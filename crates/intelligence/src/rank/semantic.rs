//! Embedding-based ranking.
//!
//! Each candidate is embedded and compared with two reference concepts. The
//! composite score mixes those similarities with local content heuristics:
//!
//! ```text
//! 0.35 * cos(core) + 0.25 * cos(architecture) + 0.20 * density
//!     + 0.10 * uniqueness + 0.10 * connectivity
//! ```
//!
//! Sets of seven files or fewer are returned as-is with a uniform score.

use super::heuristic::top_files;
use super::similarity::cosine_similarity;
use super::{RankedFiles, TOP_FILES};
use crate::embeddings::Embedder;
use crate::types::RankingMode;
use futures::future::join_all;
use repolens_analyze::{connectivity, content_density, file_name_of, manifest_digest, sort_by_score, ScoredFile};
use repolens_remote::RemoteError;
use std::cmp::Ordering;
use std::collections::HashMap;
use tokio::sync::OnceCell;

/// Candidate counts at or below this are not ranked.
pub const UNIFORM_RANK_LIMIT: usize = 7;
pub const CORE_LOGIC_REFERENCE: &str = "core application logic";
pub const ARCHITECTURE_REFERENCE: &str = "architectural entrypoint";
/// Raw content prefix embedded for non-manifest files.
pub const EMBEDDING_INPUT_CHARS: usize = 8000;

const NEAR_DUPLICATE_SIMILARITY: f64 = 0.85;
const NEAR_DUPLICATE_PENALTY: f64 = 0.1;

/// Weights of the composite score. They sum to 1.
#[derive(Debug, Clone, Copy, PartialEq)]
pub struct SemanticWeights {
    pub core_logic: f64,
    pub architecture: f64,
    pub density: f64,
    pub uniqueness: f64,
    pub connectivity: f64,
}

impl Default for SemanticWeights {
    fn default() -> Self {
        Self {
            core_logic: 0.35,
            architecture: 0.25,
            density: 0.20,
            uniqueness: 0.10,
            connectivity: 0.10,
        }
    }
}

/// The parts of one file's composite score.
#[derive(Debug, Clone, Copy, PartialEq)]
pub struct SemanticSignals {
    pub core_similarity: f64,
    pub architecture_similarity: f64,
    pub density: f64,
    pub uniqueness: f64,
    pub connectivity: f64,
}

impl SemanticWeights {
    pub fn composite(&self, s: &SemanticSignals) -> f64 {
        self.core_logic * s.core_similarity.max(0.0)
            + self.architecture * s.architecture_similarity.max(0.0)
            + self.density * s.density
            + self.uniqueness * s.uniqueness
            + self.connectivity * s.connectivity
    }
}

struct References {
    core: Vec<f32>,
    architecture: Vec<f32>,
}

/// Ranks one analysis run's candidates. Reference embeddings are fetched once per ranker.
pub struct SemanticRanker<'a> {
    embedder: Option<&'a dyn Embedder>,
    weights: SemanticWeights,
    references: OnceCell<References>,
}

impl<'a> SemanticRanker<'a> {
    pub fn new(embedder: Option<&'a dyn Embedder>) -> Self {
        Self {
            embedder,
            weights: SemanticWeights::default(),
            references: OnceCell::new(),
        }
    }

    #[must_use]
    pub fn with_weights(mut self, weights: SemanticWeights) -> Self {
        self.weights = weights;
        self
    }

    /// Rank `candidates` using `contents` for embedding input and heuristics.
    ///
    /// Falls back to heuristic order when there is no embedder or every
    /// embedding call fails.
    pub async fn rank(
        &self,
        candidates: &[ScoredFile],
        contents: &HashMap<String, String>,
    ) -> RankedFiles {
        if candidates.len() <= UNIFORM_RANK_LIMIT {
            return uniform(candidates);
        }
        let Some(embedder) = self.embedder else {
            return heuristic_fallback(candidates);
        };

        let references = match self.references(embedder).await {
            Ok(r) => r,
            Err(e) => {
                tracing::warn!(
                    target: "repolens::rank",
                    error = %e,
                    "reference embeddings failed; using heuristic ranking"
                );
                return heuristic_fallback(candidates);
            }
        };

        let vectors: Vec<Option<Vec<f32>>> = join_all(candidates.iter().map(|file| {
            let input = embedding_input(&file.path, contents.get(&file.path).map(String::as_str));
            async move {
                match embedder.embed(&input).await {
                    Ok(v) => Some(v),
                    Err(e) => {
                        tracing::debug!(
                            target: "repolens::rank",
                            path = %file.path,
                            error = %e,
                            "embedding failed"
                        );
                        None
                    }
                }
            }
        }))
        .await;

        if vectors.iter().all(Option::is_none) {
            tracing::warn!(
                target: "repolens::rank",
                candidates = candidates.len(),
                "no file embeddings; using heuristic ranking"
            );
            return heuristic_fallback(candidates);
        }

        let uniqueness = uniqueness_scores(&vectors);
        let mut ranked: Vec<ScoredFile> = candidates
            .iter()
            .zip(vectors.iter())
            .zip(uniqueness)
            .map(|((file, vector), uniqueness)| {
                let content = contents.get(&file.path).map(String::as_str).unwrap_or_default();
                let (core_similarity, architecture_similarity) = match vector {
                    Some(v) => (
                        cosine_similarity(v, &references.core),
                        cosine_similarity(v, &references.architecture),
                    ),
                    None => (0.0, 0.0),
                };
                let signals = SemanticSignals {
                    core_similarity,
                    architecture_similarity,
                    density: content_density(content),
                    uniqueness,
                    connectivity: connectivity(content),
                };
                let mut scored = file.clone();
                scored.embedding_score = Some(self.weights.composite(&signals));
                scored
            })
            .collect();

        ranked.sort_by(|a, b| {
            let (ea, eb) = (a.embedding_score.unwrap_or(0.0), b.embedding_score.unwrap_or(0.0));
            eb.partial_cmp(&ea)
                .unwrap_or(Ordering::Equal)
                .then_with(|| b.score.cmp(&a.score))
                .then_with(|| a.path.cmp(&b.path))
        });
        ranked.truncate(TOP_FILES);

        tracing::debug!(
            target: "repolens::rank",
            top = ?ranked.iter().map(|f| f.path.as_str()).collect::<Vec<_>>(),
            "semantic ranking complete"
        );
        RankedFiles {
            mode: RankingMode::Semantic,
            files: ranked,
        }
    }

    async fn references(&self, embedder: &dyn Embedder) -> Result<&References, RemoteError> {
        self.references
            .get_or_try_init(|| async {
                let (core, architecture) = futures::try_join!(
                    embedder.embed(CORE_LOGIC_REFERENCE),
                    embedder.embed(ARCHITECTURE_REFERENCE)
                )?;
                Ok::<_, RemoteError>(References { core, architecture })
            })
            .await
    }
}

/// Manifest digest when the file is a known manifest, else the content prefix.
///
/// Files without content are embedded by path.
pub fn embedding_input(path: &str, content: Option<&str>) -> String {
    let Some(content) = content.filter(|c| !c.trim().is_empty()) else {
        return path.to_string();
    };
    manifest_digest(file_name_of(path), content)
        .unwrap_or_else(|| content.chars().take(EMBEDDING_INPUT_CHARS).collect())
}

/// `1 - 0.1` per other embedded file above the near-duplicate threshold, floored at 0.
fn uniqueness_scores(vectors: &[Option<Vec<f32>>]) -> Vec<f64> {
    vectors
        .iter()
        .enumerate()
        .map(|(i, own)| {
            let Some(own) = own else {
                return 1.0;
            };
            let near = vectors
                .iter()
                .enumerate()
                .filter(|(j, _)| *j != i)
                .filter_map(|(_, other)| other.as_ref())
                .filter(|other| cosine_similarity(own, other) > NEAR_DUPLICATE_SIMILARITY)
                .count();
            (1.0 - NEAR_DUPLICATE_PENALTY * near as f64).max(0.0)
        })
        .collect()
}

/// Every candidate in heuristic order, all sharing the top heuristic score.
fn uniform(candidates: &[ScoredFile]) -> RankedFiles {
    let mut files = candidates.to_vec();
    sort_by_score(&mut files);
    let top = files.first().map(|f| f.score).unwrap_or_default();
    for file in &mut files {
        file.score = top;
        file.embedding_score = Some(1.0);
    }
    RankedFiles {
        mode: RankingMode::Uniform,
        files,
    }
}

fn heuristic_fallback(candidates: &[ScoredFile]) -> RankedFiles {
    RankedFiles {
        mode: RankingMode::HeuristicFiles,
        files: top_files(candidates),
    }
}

---

> **Assigned task**
Beginning with the opening line above, retype the records exactly through the line with "pub fn composite(&self, s: &SemanticSignals)", both ends included.

> **Reply**
filename crates/intelligence/src/rank/semantic.rs
//! Embedding-based ranking.
//!
//! Each candidate is embedded and compared with two reference concepts. The
//! composite score mixes those similarities with local content heuristics:
//!
//! ```text
//! 0.35 * cos(core) + 0.25 * cos(architecture) + 0.20 * density
//!     + 0.10 * uniqueness + 0.10 * connectivity
//! ```
//!
//! Sets of seven files or fewer are returned as-is with a uniform score.

use super::heuristic::top_files;
use super::similarity::cosine_similarity;
use super::{RankedFiles, TOP_FILES};
use crate::embeddings::Embedder;
use crate::types::RankingMode;
use futures::future::join_all;
use repolens_analyze::{connectivity, content_density, file_name_of, manifest_digest, sort_by_score, ScoredFile};
use repolens_remote::RemoteError;
use std::cmp::Ordering;
use std::collections::HashMap;
use tokio::sync::OnceCell;

/// Candidate counts at or below this are not ranked.
pub const UNIFORM_RANK_LIMIT: usize = 7;
pub const CORE_LOGIC_REFERENCE: &str = "core application logic";
pub const ARCHITECTURE_REFERENCE: &str = "architectural entrypoint";
/// Raw content prefix embedded for non-manifest files.
pub const EMBEDDING_INPUT_CHARS: usize = 8000;

const NEAR_DUPLICATE_SIMILARITY: f64 = 0.85;
const NEAR_DUPLICATE_PENALTY: f64 = 0.1;

/// Weights of the composite score. They sum to 1.
#[derive(Debug, Clone, Copy, PartialEq)]
pub struct SemanticWeights {
    pub core_logic: f64,
    pub architecture: f64,
    pub density: f64,
    pub uniqueness: f64,
    pub connectivity: f64,
}

impl Default for SemanticWeights {
    fn default() -> Self {
        Self {
            core_logic: 0.35,
            architecture: 0.25,
            density: 0.20,
            uniqueness: 0.10,
            connectivity: 0.10,
        }
    }
}

/// The parts of one file's composite score.
#[derive(Debug, Clone, Copy, PartialEq)]
pub struct SemanticSignals {
    pub core_similarity: f64,
    pub architecture_similarity: f64,
    pub density: f64,
    pub uniqueness: f64,
    pub connectivity: f64,
}

impl SemanticWeights {
    pub fn composite(&self, s: &SemanticSignals) -> f64 {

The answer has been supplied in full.